Page 15 of All We Never Had


Font Size:

“Manipulation,” I laughed humorlessly. “Sounds like the only one manipulating me right now is you. Fuck you!”

I grabbed my bag and stormed out of the office. I unclipped my helmet, shoving it onto my head and pulled my keys from my pocket.

Fuck Sarah. Fuck Bradley. And. Fuck. Enoch.

Six lives. So close I could almost taste it.

Four

June 20, Saturday

Emory

The adrenaline had worn off hours ago, leaving way for every inch of my body to be protesting in pain as I paced the length of my living room.

Back and forth.

Back and forth.

My body might have been exhausted, but I couldn’t get my brain to shut up. I couldn’t get Sarah’s words out of my head.

Was I being manipulated? Had I been too naïve? Had I let them take advantage of me? Had I given up all control over my life to yet another piece of shit human being? Los Siete. Reformation. The FBI. And now, WITSEC.

The more I thought about it, the more I realized that this was all Bradley’s fault in the first place. He should’ve been keeping tabs on Enoch. He should’ve moved me out of Anchorage before Enoch and I crossed paths. This was all his fucking fault. I told him when they placed me here that I knew someone in the Air Force that could get stationed here. And he assured me that it wouldn’t be a problem.

And look where that fucking got me.

I fucking hated myself for trusting yet another person with my entire life and letting them fuck it up.

I shook my hands out, trying to get the anxiety coursing through me to stop.

What if Enoch had already spread the word I was alive?

What if Los Siete was on their way to kill me right now?

The only thing that was clear to me was that I was on my last life, and I wasn’t going to spend it starting over, hiding and hurting. Or waiting for someone else to take it from me.

A knock on the front door made me jump. On instinct I grabbed the gun from the coffee table that I’d been staring at all afternoon as I contemplated using it.

Fuck, what if it’shim?

My heart was pounding in my ears as I talked myself down from a crazy spiral. I was being paranoid. It was probably just Bradley.

The pounding on the door repeated and I forced myself to walk to the door and peer through the peephole.

Bradley.

My shoulders sagged and I unlocked the deadbolts and chains and pulled the door open. It was barely open a crack before he was pushing himself inside and locking the door behind him. He gave me a studious once over and shook his head slightly.

“Marshals are downstairs with a van. They’ll pack up and we’ll get on the road.
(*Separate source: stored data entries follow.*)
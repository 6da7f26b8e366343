//! Remote repository abstraction.
//!
//! The remote authority owns the change-set history, issues replica ids and
//! arbitrates codes and locks. This trait abstracts the network client so
//! the engine can run against a hosted service, a loopback server or an
//! in-memory double.

use briefsync_protocol::{
    ChangeSet, ChangeSetPosition, Code, CodeUpdateOptions, ReplicaId, RepositoryId,
};
use std::fmt;
use std::future::Future;
use std::path::Path;
use std::sync::atomic::{AtomicBool, Ordering};
use std::sync::Arc;
use thiserror::Error;

/// Result type for remote calls.
pub type RemoteResult<T> = Result<T, RemoteError>;

/// Status reported by the remote authority.
#[derive(Debug, Clone, Copy, PartialEq, Eq, Hash)]
pub enum RemoteStatus {
    /// A change-set with this id is already in the history.
    ChangeSetAlreadyExists,
    /// The requested change-set is unknown.
    ChangeSetDoesNotExist,
    /// Another replica is pushing right now.
    AnotherUserPushing,
    /// The pusher's parent is not the latest change-set.
    PullIsRequired,
    /// The repository is briefly locked by the service.
    DatabaseTemporarilyLocked,
    /// A transient server-side failure.
    OperationFailed,
    /// A code is reserved by another replica.
    ConflictingCodes,
    /// The replica id is not registered.
    BriefcaseDoesNotExist,
    /// The named version is unknown.
    NamedVersionDoesNotExist,
    /// Caller lacks permission.
    UserDoesNotHavePermission,
    /// Caller already holds the maximum number of replica ids.
    MaximumNumberOfBriefcasesPerUser,
    /// Authentication failed or expired.
    Unauthorized,
    /// A transfer was cancelled by the caller.
    DownloadCancelled,
    /// Connection-level failure.
    Network,
    /// Anything else.
    Unknown,
}

impl RemoteStatus {
    /// Statuses after which a push may be attempted again.
    pub fn is_push_retryable(&self) -> bool {
        matches!(
            self,
            RemoteStatus::AnotherUserPushing
                | RemoteStatus::PullIsRequired
                | RemoteStatus::DatabaseTemporarilyLocked
                | RemoteStatus::OperationFailed
        )
    }

    /// Statuses meaning "the thing is not there".
    pub fn is_not_found(&self) -> bool {
        matches!(
            self,
            RemoteStatus::ChangeSetDoesNotExist
                | RemoteStatus::BriefcaseDoesNotExist
                | RemoteStatus::NamedVersionDoesNotExist
        )
    }
}

impl fmt::Display for RemoteStatus {
    fn fmt(&self, f: &mut fmt::Formatter<'_>) -> fmt::Result {
        fmt::Debug::fmt(self, f)
    }
}

/// Error returned by a remote call.
#[derive(Error, Debug, Clone, PartialEq, Eq)]
#[error("{status}: {message}")]
pub struct RemoteError {
    /// Remote status.
    pub status: RemoteStatus,
    /// Server message.
    pub message: String,
}

impl RemoteError {
    /// Creates an error.
    pub fn new(status: RemoteStatus, message: impl Into<String>) -> Self {
        Self {
            status,
            message: message.into(),
        }
    }
}

/// Selection of change-sets to list.
#[derive(Debug, Clone, PartialEq, Eq)]
pub enum ChangeSetQuery {
    /// The whole history.
    All,
    /// Only the most recent change-set.
    Latest,
    /// The change-set with this id.
    ById(String),
    /// Change-sets after `after` (exclusive, empty = from the start) up to
    /// and including `up_to`.
    Between {
        /// Exclusive lower bound.
        after: String,
        /// Inclusive upper bound.
        up_to: String,
    },
}

/// Cooperative cancellation for transfers.
///
/// Clones share the same flag. Applies are never cancelled.
#[derive(Debug, Clone, Default)]
pub struct CancellationHandle {
    cancelled: Arc<AtomicBool>,
}

impl CancellationHandle {
    /// Creates an un-cancelled handle.
    pub fn new() -> Self {
        Self::default()
    }

    /// Requests cancellation.
    pub fn cancel(&self) {
        self.cancelled.store(true, Ordering::SeqCst);
    }

    /// Returns true once cancellation was requested.
    pub fn is_cancelled(&self) -> bool {
        self.cancelled.load(Ordering::SeqCst)
    }
}

/// Client for the remote authority of a repository.
///
/// Implementations must tolerate concurrent callers from many replicas; the
/// engine treats "someone else changed it first" as an ordinary outcome.
pub trait RemoteRepository: Send + Sync + 'static {
    /// Lists change-sets ordered by index.
    fn list_change_sets(
        &self,
        repository: RepositoryId,
        query: &ChangeSetQuery,
    ) -> impl Future<Output = RemoteResult<Vec<ChangeSet>>> + Send;

    /// Downloads change-set files into `dir`, named by `ChangeSet::file_name`.
    fn download_change_sets(
        &self,
        repository: RepositoryId,
        change_sets: &[ChangeSet],
        dir: &Path,
        cancel: &CancellationHandle,
    ) -> impl Future<Output = RemoteResult<()>> + Send;

    /// Uploads a locally created change-set. Returns the record with the
    /// remote-assigned index.
    fn create_change_set(
        &self,
        repository: RepositoryId,
        change_set: &ChangeSet,
        file: &Path,
    ) -> impl Future<Output = RemoteResult<ChangeSet>> + Send;

    /// Downloads the newest snapshot at or before `target` into `dest` and
    /// returns the position it represents.
    fn download_snapshot(
        &self,
        repository: RepositoryId,
        target: &ChangeSetPosition,
        dest: &Path,
        cancel: &CancellationHandle,
    ) -> impl Future<Output = RemoteResult<ChangeSetPosition>> + Send;

    /// Returns the change-set id a named version points at.
    fn named_version(
        &self,
        repository: RepositoryId,
        name: &str,
    ) -> impl Future<Output = RemoteResult<String>> + Send;

    /// Reserves a new replica id.
    fn acquire_replica_id(
        &self,
        repository: RepositoryId,
    ) -> impl Future<Output = RemoteResult<ReplicaId>> + Send;

    /// Releases a replica id reservation.
    fn release_replica_id(
        &self,
        repository: RepositoryId,
        replica: ReplicaId,
    ) -> impl Future<Output = RemoteResult<()>> + Send;

    /// Returns true if the replica id is currently reserved.
    fn replica_exists(
        &self,
        repository: RepositoryId,
        replica: ReplicaId,
    ) -> impl Future<Output = RemoteResult<bool>> + Send;

    /// Claims codes for a replica.
    fn update_codes(
        &self,
        repository: RepositoryId,
        replica: ReplicaId,
        codes: &[Code],
        options: CodeUpdateOptions,
    ) -> impl Future<Output = RemoteResult<()>> + Send;

    /// Releases every code held by a replica.
    fn delete_all_codes(
        &self,
        repository: RepositoryId,
        replica: ReplicaId,
    ) -> impl Future<Output = RemoteResult<()>> + Send;

    /// Releases every lock held by a replica.
    fn delete_all_locks(
        &self,
        repository: RepositoryId,
        replica: ReplicaId,
    ) -> impl Future<Output = RemoteResult<()>> + Send;
}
I can have one of the guys patch you up in the van. The plane is waiting for us on the tarmac.”

I met his blue eyes, swollen with heavy bags beneath them and more wrinkles than the last time I saw him two and a half years ago. His sandy brown hair was covered by a ball cap, a black sweatshirt and jeans covering the rest of him. He looked like a dad who’d just driven all night to bail one of his kids out of jail.

“You fucked up.”

He squinted at me and crossed his arms. “You don’t say.”

“You should have known that Enoch moved here. You. Fucked. Up.”